>>>

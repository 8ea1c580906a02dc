//! The cache facade.

use std::future::Future;
use std::sync::Arc;
use std::time::Duration;

use parking_lot::RwLock;
use serde::Serialize;
use serde::de::DeserializeOwned;
use tagcache_core::keyspace::{DEFAULT_TTL_SECS, MAX_TTL_SECS};
use tagcache_core::{CompositeKey, Result, TagCacheError, TagSet};
use tagcache_store::KeyValueStore;
use tracing::{debug, warn};

use super::builder::TagCacheBuilder;
use super::state::ConnectionState;
use crate::codec::{Codec, JsonCodec};
use crate::gc::{GarbageCollector, GcHandle, GcOutcome, GcScheduler, GcStats};
use crate::keys::KeyDeriver;
use crate::metrics::CacheMetrics;
use crate::namespace::NamespaceController;

/// Everything a connected facade talks to.
#[derive(Debug)]
pub(crate) struct Connection {
    pub(crate) store: Arc<dyn KeyValueStore>,
    pub(crate) namespace: NamespaceController,
    pub(crate) deriver: KeyDeriver,
    pub(crate) gc: GarbageCollector,
}

/// Whether operations reach a store at all.
#[derive(Debug)]
pub(crate) enum Backend {
    /// Every operation is a no-op.
    Disabled,
    Connected(Connection),
}

/// Tag-aware cache over a shared key-value store.
///
/// Entries are stored under composite keys derived from the namespace
/// epoch, the prefix, the logical key and the versions of the entry's
/// tags. Invalidation bumps an epoch or tag versions so old keys are never
/// derived again; the orphaned entries expire through their TTL.
///
/// A facade whose store failed its health check is permanently disabled:
/// `save` returns `Ok(false)`, `load` misses and `clean` does nothing.
///
/// # Example
///
/// ```no_run
/// use std::sync::Arc;
/// use tagcache::{TagCache, TagSet};
/// use tagcache_store::MemoryStore;
///
/// # #[tokio::main]
/// # async fn main() -> tagcache::Result<()> {
/// let cache = TagCache::builder()
///     .connect(Arc::new(MemoryStore::new()))
///     .await?;
///
/// let tags = TagSet::from_iter(["user:42"]);
/// cache.save("v1", "profile", &tags, None).await?;
/// let value: Option<String> = cache.load("profile", &tags).await;
/// assert_eq!(value.as_deref(), Some("v1"));
/// # Ok(())
/// # }
/// ```
#[derive(Debug)]
pub struct TagCache<C: Codec = JsonCodec> {
    pub(crate) backend: Backend,
    pub(crate) state: ConnectionState,
    pub(crate) prefix: RwLock<String>,
    pub(crate) default_ttl: Duration,
    pub(crate) codec: C,
    pub(crate) metrics: CacheMetrics,
    pub(crate) gc_stats: Arc<GcStats>,
}

impl TagCache<JsonCodec> {
    /// Creates a builder with default settings and the JSON codec.
    pub fn builder() -> TagCacheBuilder<JsonCodec> {
        TagCacheBuilder::new()
    }

    /// A facade that never touches a store.
    pub fn disabled() -> Self {
        TagCacheBuilder::new().disabled()
    }
}

impl<C: Codec> TagCache<C> {
    /// Stores `value` under `key`, depending on `tags`.
    ///
    /// `ttl` defaults to the configured default TTL. Returns the store's
    /// write acknowledgment, or `false` when the cache is disabled.
    ///
    /// # Errors
    ///
    /// Store failures, values that cannot be encoded, and a TTL that is
    /// zero or longer than a year.
    pub async fn save<T>(
        &self,
        value: &T,
        key: &str,
        tags: &TagSet,
        ttl: Option<Duration>,
    ) -> Result<bool>
    where
        T: Serialize + ?Sized,
    {
        let Backend::Connected(conn) = &self.backend else {
            debug!(key = %key, "Cache disabled, save skipped");
            return Ok(false);
        };

        let ttl = ttl.unwrap_or(self.default_ttl);
        if ttl.is_zero() {
            return Err(TagCacheError::invalid_config("ttl", "must be positive"));
        }
        if ttl > Duration::from_secs(MAX_TTL_SECS) {
            return Err(TagCacheError::invalid_config(
                "ttl",
                format!("must not exceed {}s", MAX_TTL_SECS),
            ));
        }
        if ttl > conn.gc.config().stale_after() {
            warn!(
                key = %key,
                ttl_secs = ttl.as_secs(),
                "TTL exceeds the tag staleness threshold; the entry may outlive its tags"
            );
        }

        let _timer = self.metrics.start_timer("save");
        let composite = self.derive(conn, key, tags).await?;
        let payload = self.codec.encode(value)?;

        let acknowledged = conn
            .store
            .set_with_ttl(composite.as_str(), &payload, ttl)
            .await
            .map_err(|e| e.during("set"))?;

        self.metrics.record_save();
        debug!(
            key = %key,
            tags = %tags,
            composite = %composite,
            bytes = payload.len(),
            ttl_secs = ttl.as_secs(),
            "Entry saved"
        );
        Ok(acknowledged)
    }

    /// Loads the value stored under `key` for the current tag versions.
    ///
    /// Absent entries, undecodable payloads and store failures are all
    /// misses; failures are logged.
    pub async fn load<T: DeserializeOwned>(&self, key: &str, tags: &TagSet) -> Option<T> {
        let Backend::Connected(conn) = &self.backend else {
            self.metrics.record_miss();
            return None;
        };

        let _timer = self.metrics.start_timer("load");
        match self.try_load(conn, key, tags).await {
            Ok(Some(value)) => {
                self.metrics.record_hit();
                Some(value)
            },
            Ok(None) => {
                debug!(key = %key, tags = %tags, "Cache miss");
                self.metrics.record_miss();
                None
            },
            Err(e) => {
                warn!(key = %key, error = %e, "Load failed, reporting a miss");
                self.metrics.record_miss();
                None
            },
        }
    }

    /// Loads `key`, or computes it with `init` and saves the result.
    ///
    /// A failed save is logged and the computed value is still returned.
    ///
    /// # Errors
    ///
    /// Only errors returned by `init`.
    pub async fn get_or_save_with<T, F, Fut>(
        &self,
        key: &str,
        tags: &TagSet,
        ttl: Option<Duration>,
        init: F,
    ) -> Result<T>
    where
        T: Serialize + DeserializeOwned,
        F: FnOnce() -> Fut,
        Fut: Future<Output = Result<T>>,
    {
        if let Some(cached) = self.load(key, tags).await {
            return Ok(cached);
        }

        let value = init().await?;
        if let Err(e) = self.save(&value, key, tags, ttl).await {
            warn!(key = %key, error = %e, "Failed to save computed value");
        }
        Ok(value)
    }

    /// The composite key `key` and `tags` map to right now.
    ///
    /// Like `load`, this reads (and so touches) every tag. Returns `None`
    /// when the cache is disabled.
    pub async fn composite_key(&self, key: &str, tags: &TagSet) -> Result<Option<CompositeKey>> {
        match &self.backend {
            Backend::Disabled => Ok(None),
            Backend::Connected(conn) => self.derive(conn, key, tags).await.map(Some),
        }
    }

    /// Sets the prefix used by all subsequent derivations.
    ///
    /// Independent logical caches sharing one store use distinct prefixes.
    pub fn set_prefix(&self, prefix: impl Into<String>) {
        let prefix = prefix.into();
        debug!(prefix = %prefix, "Cache prefix changed");
        *self.prefix.write() = prefix;
    }

    pub fn prefix(&self) -> String {
        self.prefix.read().clone()
    }

    /// Runs a marker-gated garbage collection now.
    ///
    /// Returns `Skipped` when disabled or when another run holds the window.
    pub async fn collect_garbage(&self) -> Result<GcOutcome> {
        match &self.backend {
            Backend::Disabled => Ok(GcOutcome::Skipped),
            Backend::Connected(conn) => conn.gc.run().await,
        }
    }

    /// Starts periodic garbage collection on the current tokio runtime.
    ///
    /// Returns `None` when the cache is disabled. Collection stops when
    /// the handle is dropped.
    pub fn start_gc_scheduler(&self) -> Option<GcHandle> {
        match &self.backend {
            Backend::Disabled => None,
            Backend::Connected(conn) => Some(GcScheduler::new(conn.gc.clone()).start()),
        }
    }

    pub fn state(&self) -> &ConnectionState {
        &self.state
    }

    pub fn is_connected(&self) -> bool {
        matches!(self.backend, Backend::Connected(_))
    }

    pub fn default_ttl(&self) -> Duration {
        self.default_ttl
    }

    pub fn metrics(&self) -> &CacheMetrics {
        &self.metrics
    }

    pub fn gc_stats(&self) -> &GcStats {
        &self.gc_stats
    }

    /// Name of the backing store, if connected.
    pub fn store_name(&self) -> Option<&str> {
        match &self.backend {
            Backend::Disabled => None,
            Backend::Connected(conn) => Some(conn.store.name()),
        }
    }

    async fn derive(&self, conn: &Connection, key: &str, tags: &TagSet) -> Result<CompositeKey> {
        // Read the prefix before awaiting; the lock guard is not Send.
        let prefix = self.prefix();
        let epoch = conn.namespace.current().await?;
        conn.deriver.derive(epoch, &prefix, key, tags).await
    }

    async fn try_load<T: DeserializeOwned>(
        &self,
        conn: &Connection,
        key: &str,
        tags: &TagSet,
    ) -> Result<Option<T>> {
        let composite = self.derive(conn, key, tags).await?;
        let Some(payload) = conn
            .store
            .get(composite.as_str())
            .await
            .map_err(|e| e.during("get"))?
        else {
            return Ok(None);
        };

        match self.codec.decode(&payload) {
            Ok(value) => Ok(Some(value)),
            Err(e) => {
                warn!(composite = %composite, error = %e, "Undecodable payload");
                Ok(None)
            },
        }
    }
}

impl Default for TagCache<JsonCodec> {
    fn default() -> Self {
        Self::disabled()
    }
}

/// Default TTL used when none is configured.
pub(crate) fn default_ttl() -> Duration {
    Duration::from_secs(DEFAULT_TTL_SECS)
}
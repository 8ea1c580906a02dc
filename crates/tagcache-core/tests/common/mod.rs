#![allow(dead_code)]
use tagcache_core::TagSet;

/// Tags used by the profile scenarios.
pub fn profile_tags() -> TagSet {
    TagSet::from_iter(["user:42", "profiles"])
}

/// Every permutation of three tag names.
pub fn permutations() -> Vec<[&'static str; 3]> {
    vec![
        ["a", "b", "c"],
        ["a", "c", "b"],
        ["b", "a", "c"],
        ["b", "c", "a"],
        ["c", "a", "b"],
        ["c", "b", "a"],
    ]
}
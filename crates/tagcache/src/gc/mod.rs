//! Garbage collection of tag metadata.
//!
//! Tags accumulate in the `TAGS` and `TIME` hashes as new tag names are
//! used. This module forgets tags nobody touched within the staleness
//! threshold, at most once per refresh window across all instances.

mod collector;
mod scheduler;
mod state;

pub use collector::{GarbageCollector, GcOutcome, GcReport};
pub use scheduler::{GcHandle, GcScheduler};
pub use state::GcStats;
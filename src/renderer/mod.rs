//! Rendering module
//!
//! The game only ever clears the surface and fills circles. `VertexBatch`
//! turns those calls into a triangle list ready for a GPU upload.

pub mod shapes;
pub mod vertex;

use glam::Vec2;

pub use vertex::Vertex;

use crate::consts::{BACKGROUND, BUTTON_SEGMENTS};

/// Drawing surface handed to the game each frame
pub trait DrawContext {
    /// Clear the whole surface
    fn clear(&mut self, color: [f32; 4]);
    /// Fill a circle
    fn fill_circle(&mut self, center: Vec2, radius: f32, color: [f32; 4]);
}

/// One frame worth of triangles
#[derive(Debug, Clone)]
pub struct VertexBatch {
    clear_color: [f32; 4],
    vertices: Vec<Vertex>,
    segments: u32,
}

impl Default for VertexBatch {
    fn default() -> Self {
        Self::new(BUTTON_SEGMENTS)
    }
}

impl VertexBatch {
    pub fn new(segments: u32) -> Self {
        Self {
            clear_color: BACKGROUND,
            vertices: Vec::new(),
            segments: segments.max(3),
        }
    }

    pub fn clear_color(&self) -> [f32; 4] {
        self.clear_color
    }

    pub fn vertices(&self) -> &[Vertex] {
        &self.vertices
    }

    /// Raw bytes for a vertex buffer upload
    pub fn as_bytes(&self) -> &[u8] {
        bytemuck::cast_slice(&self.vertices)
    }

    pub fn is_empty(&self) -> bool {
        self.vertices.is_empty()
    }
}

impl DrawContext for VertexBatch {
    fn clear(&mut self, color: [f32; 4]) {
        self.clear_color = color;
        self.vertices.clear();
    }

    fn fill_circle(&mut self, center: Vec2, radius: f32, color: [f32; 4]) {
        shapes::circle(&mut self.vertices, center, radius, color, self.segments);
    }
}
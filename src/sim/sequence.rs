//! The secret sequence
//!
//! Append-only list of signals plus a replay cursor. The sequence drives
//! playback by pressing the session's controls directly; it never owns them.

use rand::SeedableRng;
use rand_pcg::Pcg32;

use super::control::Control;
use super::palette::SignalId;
use crate::audio::ToneSink;

#[derive(Debug, Clone)]
pub struct Sequence {
    entries: Vec<SignalId>,
    /// Next entry to play; `None` when not replaying (or replay just finished)
    cursor: Option<usize>,
    rng: Pcg32,
}

impl Sequence {
    /// New sequence holding one random signal
    pub fn new(rng: Pcg32) -> Self {
        let mut sequence = Self {
            entries: Vec::new(),
            cursor: None,
            rng,
        };
        sequence.append_random();
        sequence
    }

    pub fn with_seed(seed: u64) -> Self {
        Self::new(Pcg32::seed_from_u64(seed))
    }

    /// Sequence with fixed contents (still grows randomly)
    pub fn from_entries(entries: Vec<SignalId>, seed: u64) -> Self {
        assert!(!entries.is_empty(), "a sequence holds at least one signal");
        Self {
            entries,
            cursor: None,
            rng: Pcg32::seed_from_u64(seed),
        }
    }

    /// Grow by one uniformly random signal (repeats allowed)
    pub fn append_random(&mut self) {
        let signal = SignalId::random(&mut self.rng);
        self.entries.push(signal);
    }

    /// Whether the player's `candidate` matches the entry at `index`.
    ///
    /// # Panics
    /// If `index` is out of range.
    pub fn is_correct_at(&self, index: usize, candidate: SignalId) -> bool {
        self.entries[index] == candidate
    }

    /// One playback step against the live controls.
    ///
    /// The first call after a reset only arms the cursor. Each later call
    /// presses the next signal once the previous one has released itself.
    /// Returns the signal pressed by this step, if any.
    pub fn advance_playback(
        &mut self,
        controls: &mut [Control],
        sink: &mut dyn ToneSink,
    ) -> Option<SignalId> {
        let Some(cursor) = self.cursor else {
            self.cursor = Some(0);
            return None;
        };

        // Wait for the previous cue to go dark
        if cursor > 0 && controls[self.entries[cursor - 1].index()].is_pressed() {
            return None;
        }

        let current = self.entries[cursor];
        controls[current.index()].activate(sink);
        log::debug!("Playback {}/{}: {}", cursor + 1, self.entries.len(), current);

        let next = cursor + 1;
        self.cursor = if next == self.entries.len() { None } else { Some(next) };
        Some(current)
    }

    pub fn is_finished(&self) -> bool {
        self.cursor.is_none()
    }

    pub fn len(&self) -> usize {
        self.entries.len()
    }

    /// Never true; a sequence starts with one entry
    pub fn is_empty(&self) -> bool {
        self.entries.is_empty()
    }

    pub fn entries(&self) -> &[SignalId] {
        &self.entries
    }

    pub fn cursor(&self) -> Option<usize> {
        self.cursor
    }
}
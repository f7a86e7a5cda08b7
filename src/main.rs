//! Genius entry point
//!
//! Native headless build: the auto-player takes the mouse, tones and frames
//! go to the log. Set `RUST_LOG=info` (or `debug`) to follow the game, and
//! `GENIUS_SETTINGS` to a JSON object to override settings.

use genius::Settings;
use genius::audio::{AudioManager, LogOutput};
use genius::platform::{AutoPlayer, GameLoop, LogPresenter, SystemClock};
use genius::sim::GameSession;

fn main() {
    env_logger::init();
    log::info!("Genius (native) starting...");

    let settings = Settings::load();
    if let Ok(json) = settings.to_json() {
        log::debug!("Settings: {}", json);
    }
    let seed = settings.seed.unwrap_or_else(rand::random::<u64>);
    log::info!("Game initialized with seed: {}", seed);

    // Tones are synthesized here, once, and released on shutdown
    let mut audio = AudioManager::new(&settings, Some(Box::new(LogOutput)));
    let mut session = GameSession::new(seed);
    let mut player = AutoPlayer::new(settings.autoplay.clone());
    let mut presenter = LogPresenter::default();

    let mut game_loop = GameLoop::new(SystemClock::new());
    let summary = game_loop.run(&mut session, &mut audio, &mut player, &mut presenter);

    log::info!(
        "Game over: {} round(s) completed, final sequence length {}",
        summary.score,
        summary.sequence_length
    );
    audio.shutdown();
}
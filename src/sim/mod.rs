//! Game simulation module
//!
//! All gameplay logic lives here. This module must stay free of platform code:
//! - Elapsed time comes in through `tick`
//! - Seeded RNG only
//! - Audio and drawing go through the traits handed in by the caller

pub mod control;
pub mod palette;
pub mod sequence;
pub mod state;
pub mod tick;

pub use control::{ButtonState, CircleShape, Control};
pub use palette::{SignalId, SignalInfo};
pub use sequence::Sequence;
pub use state::{GameEvent, GamePhase, GameSession};
pub use tick::tick;
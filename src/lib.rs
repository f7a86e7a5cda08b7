//! Genius - a Simon-style memory game
//!
//! Core modules:
//! - `sim`: Game state machine (palette, controls, sequence, session)
//! - `audio`: Tone bank and playback dispatch
//! - `renderer`: Draw context and vertex batching
//! - `platform`: Loop driver, input events and demo auto-player
//! - `settings`: Player preferences

pub mod audio;
pub mod platform;
pub mod renderer;
pub mod settings;
pub mod sim;

pub use settings::{AutoplaySettings, Settings};

use glam::Vec2;

/// Game configuration constants
pub mod consts {
    /// How long a control stays lit after activation (seconds, exclusive)
    pub const PRESS_DURATION: f32 = 1.0;

    /// Fixed simulation timestep (60 Hz is plenty for button timing)
    pub const SIM_DT: f32 = 1.0 / 60.0;
    /// Maximum substeps per frame to prevent spiral of death
    pub const MAX_SUBSTEPS: u32 = 8;
    /// Frame delta clamp (seconds)
    pub const MAX_FRAME_DT: f32 = 0.1;
    /// Pause between frames so the event source gets to run (milliseconds)
    pub const FRAME_SLEEP_MS: u64 = 10;

    /// Window dimensions
    pub const WINDOW_WIDTH: f32 = 450.0;
    pub const WINDOW_HEIGHT: f32 = 450.0;

    /// Button layout: top-left corner of each button's bounding box, in palette order
    pub const BUTTON_ORIGINS: [(f32, f32); 4] = [(50.0, 50.0), (300.0, 50.0), (50.0, 300.0), (300.0, 300.0)];
    /// Button bounding box size (buttons are round)
    pub const BUTTON_DIAMETER: f32 = 100.0;
    /// Tessellation for round buttons
    pub const BUTTON_SEGMENTS: u32 = 48;

    /// Clear color
    pub const BACKGROUND: [f32; 4] = [0.0, 0.0, 0.0, 1.0];
}

/// Darken an RGBA color by a factor, keeping alpha
#[inline]
pub fn darken(color: [f32; 4], factor: f32) -> [f32; 4] {
    [color[0] * factor, color[1] * factor, color[2] * factor, color[3]]
}

/// Center of a box given its top-left corner and size
#[inline]
pub fn box_center(origin: (f32, f32), size: f32) -> Vec2 {
    Vec2::new(origin.0 + size / 2.0, origin.1 + size / 2.0)
}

<<<

The lines from the one containing "[color[0] * factor, color[1]" through the last line of the records are to be transcribed exactly, with nothing else added.

    [color[0] * factor, color[1] * factor, color[2] * factor, color[3]]
}

/// Center of a box given its top-left corner and size
#[inline]
pub fn box_center(origin: (f32, f32), size: f32) -> Vec2 {
    Vec2::new(origin.0 + size / 2.0, origin.1 + size / 2.0)
}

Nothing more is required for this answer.